In Part Two, Watkins explains how anxiety can be overcome by following the acronym for BREATHE – Breathe Rhythmically, Evenly, And Through the Heart.

Watch his entire talk below.

Smiling Mind

SmilingMindMindfulness is a state of active and open attention to the present, and app developers have been quick to capitalise on its growing popularity. Smiling Mind includes a specific sports program, designed in partnership with Cricket Australia. The app provides strategies to promote heightened concentration and awareness through avoiding negative thinking that leads to underperformance and exhaustion. The short 5-15 minute sessions within the app are separated into four sections: Daily Sessions, During Training, Pre Match & Post Match training. Through regular practice, players can improve their mental clarity, allowing them to execute skills and perform with greater consistency.
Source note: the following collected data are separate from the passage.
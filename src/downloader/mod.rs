//! The fetch engine
//!
//! [`Downloader::execute`] turns a [`Task`] into one [`FetchResult`] per item:
//!
//! 1. Every id starts on a work stack (LIFO, so the last-added item goes first)
//!    with an attempt counter of zero.
//! 2. Popped ids are looked up in the cache when the task caches: content hits
//!    become successes, poison markers become skips, neither touches the network.
//! 3. Misses accumulate into a batch, dispatched once it is full or the stack is
//!    empty. A batch is a barrier: all requests run concurrently and all complete
//!    before any response is classified.
//! 4. Rejected items go back on the stack until they run out of attempts.

use std::collections::HashMap;
use std::sync::Arc;
use std::time::Instant;

use crate::cache::{CacheLookup, CacheStore};
use crate::error::Result;
use crate::task::Task;
use crate::transport::{HttpTransport, Transport};
use crate::types::{FetchResult, ItemId};

mod batch;

use batch::{Classified, DispatchBatchParams, dispatch_batch};

/// Fetch engine bound to a cache store and a transport
///
/// Cheap to clone; clones share the same cache and transport.
#[derive(Clone)]
pub struct Downloader {
    cache: Arc<dyn CacheStore>,
    transport: Arc<dyn Transport>,
}

impl Downloader {
    /// Engine using the default [`HttpTransport`]
    pub fn new(cache: Arc<dyn CacheStore>) -> Self {
        Self::with_transport(cache, Arc::new(HttpTransport::new()))
    }

    /// Engine using a custom transport
    pub fn with_transport(cache: Arc<dyn CacheStore>, transport: Arc<dyn Transport>) -> Self {
        Self { cache, transport }
    }

    /// Run a task to completion
    ///
    /// The returned map holds exactly one entry per distinct item id. Fails only if
    /// the transport cannot initialize a batch or the cache store errors; no partial
    /// map is returned in that case.
    pub async fn execute(&self, task: &Task) -> Result<HashMap<ItemId, FetchResult>> {
        let started = Instant::now();

        let urls: HashMap<ItemId, String> = task
            .items()
            .map(|(id, url)| (id.clone(), url.to_string()))
            .collect();
        let mut attempts: HashMap<ItemId, u32> =
            urls.keys().map(|id| (id.clone(), 0)).collect();
        let mut stack: Vec<ItemId> = task.items().map(|(id, _)| id.clone()).collect();
        let mut results: HashMap<ItemId, FetchResult> = HashMap::with_capacity(urls.len());
        let mut pending: Vec<ItemId> = Vec::with_capacity(task.batch_size());
        let mut batches = 0usize;

        loop {
            let Some(id) = stack.pop() else {
                // Drained through cache hits while ids were still waiting for a batch
                if pending.is_empty() {
                    break;
                }
                batches += 1;
                self.flush(task, &urls, &mut attempts, &mut pending, &mut stack, &mut results)
                    .await?;
                continue;
            };

            if let Some(result) = self.lookup_cached(task, &id).await? {
                results.insert(id, result);
                continue;
            }

            pending.push(id);
            if pending.len() >= task.batch_size() || stack.is_empty() {
                batches += 1;
                self.flush(task, &urls, &mut attempts, &mut pending, &mut stack, &mut results)
                    .await?;
            }
        }

        let elapsed = started.elapsed();
        tracing::info!(
            count = task.item_count(),
            batches,
            successful = results.values().filter(|r| r.successful()).count(),
            failed = results.values().filter(|r| r.failed()).count(),
            skipped = results.values().filter(|r| r.skipped()).count(),
            elapsed_ms = elapsed.as_millis() as u64,
            "Fetched data from {} URL(s) in {:.3} sec.",
            task.item_count(),
            elapsed.as_secs_f64()
        );

        Ok(results)
    }

    /// Serve an item from the cache if the task caches and the key is live.
    async fn lookup_cached(&self, task: &Task, id: &ItemId) -> Result<Option<FetchResult>> {
        if !task.cache() {
            return Ok(None);
        }

        let key = task.cache_key(id)?;
        Ok(match self.cache.get(&key).await? {
            CacheLookup::Content(content) => {
                tracing::debug!(item_id = %id, key = %key, "Serving cached content");
                Some(FetchResult::Successful(content))
            }
            CacheLookup::Poisoned => {
                tracing::debug!(item_id = %id, key = %key, "Skipping throttled item");
                Some(FetchResult::Skipped)
            }
            CacheLookup::Miss => None,
        })
    }

    /// Dispatch the pending batch, recording terminal results and requeueing retries.
    async fn flush(
        &self,
        task: &Task,
        urls: &HashMap<ItemId, String>,
        attempts: &mut HashMap<ItemId, u32>,
        pending: &mut Vec<ItemId>,
        stack: &mut Vec<ItemId>,
        results: &mut HashMap<ItemId, FetchResult>,
    ) -> Result<()> {
        let outcomes = dispatch_batch(DispatchBatchParams {
            task,
            transport: self.transport.as_ref(),
            cache: self.cache.as_ref(),
            batch: std::mem::take(pending),
            urls,
            attempts,
        })
        .await?;

        for (id, outcome) in outcomes {
            match outcome {
                Classified::Done(result) => {
                    results.insert(id, result);
                }
                Classified::Retry => stack.push(id),
            }
        }
        Ok(())
    }
}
“Taking time to be mindful is one of the best techniques I have used to help cope with the pressures of playing elite sport. To any budding or elite athlete, I can’t recommend Smiling Mind more highly. My success has come from staying physically fit and mentally strong”. Bianca Chatfield – Australian Netballer and Captain of the Melbourne Vixens

Key Points for Coaches

Use the resources above to educate players on how to be ‘present’ in the moment, trusting their bodies with their years of training. All players experience self-doubt and vulnerabilities, yet through developing the ability to manage these emotions, you be confident they will deliver when the pressure moment comes.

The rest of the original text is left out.